Return only the lines running from the first line of the listing through the one with "pub fn is_fitted(&self)", unchanged.

---------------

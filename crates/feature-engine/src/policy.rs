//! Row-Level Invalid Value Policy

use serde::{Deserialize, Serialize};
use tracing::warn;

/// What a stage does with a row it cannot map
#[derive(Debug, Clone, Copy, Default, PartialEq, Eq, Serialize, Deserialize)]
#[serde(rename_all = "lowercase")]
pub enum InvalidPolicy {
    /// Map the row to the stage's reserved code or slot
    Keep,
    /// Drop the row
    Skip,
    /// Fail the run
    #[default]
    Error,
}

/// Log and count rows dropped by a `skip` policy
pub(crate) fn record_dropped(stage: &str, dropped: usize) {
    if dropped == 0 {
        return;
    }
    warn!("{} dropped {} rows with invalid values", stage, dropped);
    metrics::counter!("feature_rows_dropped_total", "stage" => stage.to_string())
        .increment(dropped as u64);
}
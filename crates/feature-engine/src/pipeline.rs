//! Pipeline Orchestration
//!
//! Holds the ordered stage list. `fit` learns every stage's parameters in
//! declared order and returns them as a `FittedPipelineState`; `transform`
//! replays the stages with that state.

use crate::error::{FeatureError, Result};
use crate::stage::{Stage, StageState};
use dataset::{RecordSet, Schema};
use std::time::Instant;
use tracing::{debug, info};

/// Parameters learned by one `Pipeline::fit` call.
///
/// The default value is the unfitted state.
#[derive(Debug, Clone, Default, PartialEq)]
pub struct FittedPipelineState {
    /// Schema of the dataset the pipeline was fitted on
    input_schema: Option<Schema>,
    /// Stage labels, in order, of the pipeline that produced this state
    signature: Vec<String>,
    states: Vec<StageState>,
}

impl FittedPipelineState {
    /// State of a pipeline that has not been fitted
    pub fn unfit() -> Self {
        Self::default()
    }

    pub fn is_fitted(&self) -> bool {
        self.input_schema.is_some()
    }

    pub fn input_schema(&self) -> Option<&Schema> {
        self.input_schema.as_ref()
    }

    /// Learned state per stage, in stage order
    pub fn stage_states(&self) -> &[StageState] {
        &self.states
    }
}

/// Ordered, fixed list of stages
#[derive(Debug, Clone, PartialEq)]
pub struct Pipeline {
    stages: Vec<Stage>,
}

impl Pipeline {
    pub fn new(stages: Vec<Stage>) -> Self {
        Self { stages }
    }

    pub fn stages(&self) -> &[Stage] {
        &self.stages
    }

    fn signature(&self) -> Vec<String> {
        self.stages.iter().map(Stage::label).collect()
    }

    /// Fit every stage in order, each against the output of the stages before it
    pub fn fit(&self, data: &RecordSet) -> Result<FittedPipelineState> {
        self.fit_transform(data.clone()).map(|(state, _)| state)
    }

    /// Fit, returning the learned state together with the transformed training data
    pub fn fit_transform(&self, data: RecordSet) -> Result<(FittedPipelineState, RecordSet)> {
        let start = Instant::now();
        let input_schema = data.schema().clone();
        info!(
            "Fitting pipeline of {} stages on {} rows",
            self.stages.len(),
            data.num_rows()
        );

        let mut states = Vec::with_capacity(self.stages.len());
        let mut current = data;
        for stage in &self.stages {
            let state = stage.fit(&current)?;
            debug!("Fitted {}: {:?}", stage.label(), state);
            current = stage.transform(&state, current)?;
            info!("{} -> {} rows", stage.label(), current.num_rows());
            states.push(state);
        }

        info!("Pipeline fitted in {:.0?}", start.elapsed());
        let state = FittedPipelineState {
            input_schema: Some(input_schema),
            signature: self.signature(),
            states,
        };
        Ok((state, current))
    }

    /// Apply every stage in order with previously learned state.
    ///
    /// Columns no stage reads may be missing, and raw types may differ from
    /// fit time as long as the stage reading them accepts the new type.
    pub fn transform(&self, state: &FittedPipelineState, data: RecordSet) -> Result<RecordSet> {
        if !state.is_fitted() || state.signature != self.signature() {
            return Err(FeatureError::PipelineNotFittedError);
        }

        let start = Instant::now();
        info!(
            "Transforming {} rows through {} stages",
            data.num_rows(),
            self.stages.len()
        );

        let mut current = data;
        for (stage, stage_state) in self.stages.iter().zip(&state.states) {
            current = stage.transform(stage_state, current)?;
            debug!("{} -> {} rows", stage.label(), current.num_rows());
        }

        info!(
            "Pipeline produced {} rows in {:.0?}",
            current.num_rows(),
            start.elapsed()
        );
        Ok(current)
    }
}
//! Column Types and Schemas

use crate::{DatasetError, Result};
use serde::{Deserialize, Serialize};
use std::fmt;

/// Column type
#[derive(Debug, Clone, Copy, PartialEq, Eq, Hash, Serialize, Deserialize)]
pub enum ColumnType {
    Int,
    Float,
    Str,
    /// Dense float vector of a fixed length
    Vector(usize),
}

impl ColumnType {
    /// Whether values of this type can be bucketed or ranked
    pub fn is_numeric(&self) -> bool {
        matches!(self, ColumnType::Int | ColumnType::Float)
    }

    /// Number of slots the column occupies in an assembled feature vector
    pub fn width(&self) -> usize {
        match self {
            ColumnType::Vector(len) => *len,
            _ => 1,
        }
    }
}

impl fmt::Display for ColumnType {
    fn fmt(&self, f: &mut fmt::Formatter<'_>) -> fmt::Result {
        match self {
            ColumnType::Int => write!(f, "int"),
            ColumnType::Float => write!(f, "float"),
            ColumnType::Str => write!(f, "string"),
            ColumnType::Vector(len) => write!(f, "vector[{}]", len),
        }
    }
}

/// Named, typed column
#[derive(Debug, Clone, PartialEq, Serialize, Deserialize)]
pub struct Field {
    pub name: String,
    pub dtype: ColumnType,
    /// Number of distinct codes for an indexed categorical column,
    /// reserved code included
    pub cardinality: Option<usize>,
}

impl Field {
    /// Create a field without categorical metadata
    pub fn new(name: impl Into<String>, dtype: ColumnType) -> Self {
        Self {
            name: name.into(),
            dtype,
            cardinality: None,
        }
    }

    /// Attach the number of codes an indexer produced for this column
    pub fn with_cardinality(mut self, cardinality: usize) -> Self {
        self.cardinality = Some(cardinality);
        self
    }
}

/// Ordered set of fields valid at one point in the pipeline
#[derive(Debug, Clone, Default, PartialEq, Serialize, Deserialize)]
pub struct Schema {
    fields: Vec<Field>,
}

impl Schema {
    /// Create a schema, rejecting duplicate names
    pub fn new(fields: Vec<Field>) -> Result<Self> {
        for (i, field) in fields.iter().enumerate() {
            if fields[..i].iter().any(|f| f.name == field.name) {
                return Err(DatasetError::DuplicateColumn(field.name.clone()));
            }
        }
        Ok(Self { fields })
    }

    pub fn fields(&self) -> &[Field] {
        &self.fields
    }

    pub fn len(&self) -> usize {
        self.fields.len()
    }

    pub fn is_empty(&self) -> bool {
        self.fields.is_empty()
    }

    /// Position of a column
    pub fn index_of(&self, name: &str) -> Option<usize> {
        self.fields.iter().position(|f| f.name == name)
    }

    /// Field by name
    pub fn field(&self, name: &str) -> Option<&Field> {
        self.fields.iter().find(|f| f.name == name)
    }

    pub fn contains(&self, name: &str) -> bool {
        self.index_of(name).is_some()
    }

    /// Position of a column that must exist
    pub fn require(&self, name: &str) -> Result<usize> {
        self.index_of(name)
            .ok_or_else(|| DatasetError::UnknownColumn(name.to_string()))
    }

    /// Column names in order
    pub fn names(&self) -> Vec<&str> {
        self.fields.iter().map(|f| f.name.as_str()).collect()
    }

    /// Append a field, or replace the field of the same name in place.
    /// Returns the position the field ended up at.
    pub(crate) fn upsert(&mut self, field: Field) -> usize {
        match self.index_of(&field.name) {
            Some(idx) => {
                self.fields[idx] = field;
                idx
            }
            None => {
                self.fields.push(field);
                self.fields.len() - 1
            }
        }
    }
}

#[cfg(test)]
mod tests {
    use super::*;

    #[test]
    fn test_duplicate_names_rejected() {
        let result = Schema::new(vec![
            Field::new("LotArea", ColumnType::Int),
            Field::new("LotArea", ColumnType::Float),
        ]);
        assert_eq!(result, Err(DatasetError::DuplicateColumn("LotArea".into())));
    }

    #[test]
    fn test_upsert_keeps_position() {
        let mut schema = Schema::new(vec![
            Field::new("a", ColumnType::Int),
            Field::new("b", ColumnType::Str),
        ])
        .unwrap();

        assert_eq!(schema.upsert(Field::new("a", ColumnType::Float)), 0);
        assert_eq!(schema.upsert(Field::new("c", ColumnType::Int)), 2);
        assert_eq!(schema.names(), vec!["a", "b", "c"]);
        assert_eq!(schema.field("a").map(|f| f.dtype), Some(ColumnType::Float));
    }

    #[test]
    fn test_width() {
        assert_eq!(ColumnType::Float.width(), 1);
        assert_eq!(ColumnType::Vector(7).width(), 7);
    }
}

---------------

> TASK RESULT
filename crates/feature-engine/src/policy.rs
//! Row-Level Invalid Value Policy

use serde::{Deserialize, Serialize};
use tracing::warn;

/// What a stage does with a row it cannot map
#[derive(Debug, Clone, Copy, Default, PartialEq, Eq, Serialize, Deserialize)]
#[serde(rename_all = "lowercase")]
pub enum InvalidPolicy {
    /// Map the row to the stage's reserved code or slot
    Keep,
    /// Drop the row
    Skip,
    /// Fail the run
    #[default]
    Error,
}

/// Log and count rows dropped by a `skip` policy
pub(crate) fn record_dropped(stage: &str, dropped: usize) {
    if dropped == 0 {
        return;
    }
    warn!("{} dropped {} rows with invalid values", stage, dropped);
    metrics::counter!("feature_rows_dropped_total", "stage" => stage.to_string())
        .increment(dropped as u64);
}
filename crates/feature-engine/src/pipeline.rs
//! Pipeline Orchestration
//!
//! Holds the ordered stage list. `fit` learns every stage's parameters in
//! declared order and returns them as a `FittedPipelineState`; `transform`
//! replays the stages with that state.

use crate::error::{FeatureError, Result};
use crate::stage::{Stage, StageState};
use dataset::{RecordSet, Schema};
use std::time::Instant;
use tracing::{debug, info};

/// Parameters learned by one `Pipeline::fit` call.
///
/// The default value is the unfitted state.
#[derive(Debug, Clone, Default, PartialEq)]
pub struct FittedPipelineState {
    /// Schema of the dataset the pipeline was fitted on
    input_schema: Option<Schema>,
    /// Stage labels, in order, of the pipeline that produced this state
    signature: Vec<String>,
    states: Vec<StageState>,
}

impl FittedPipelineState {
    /// State of a pipeline that has not been fitted
    pub fn unfit() -> Self {
        Self::default()
    }

    pub fn is_fitted(&self) -> bool {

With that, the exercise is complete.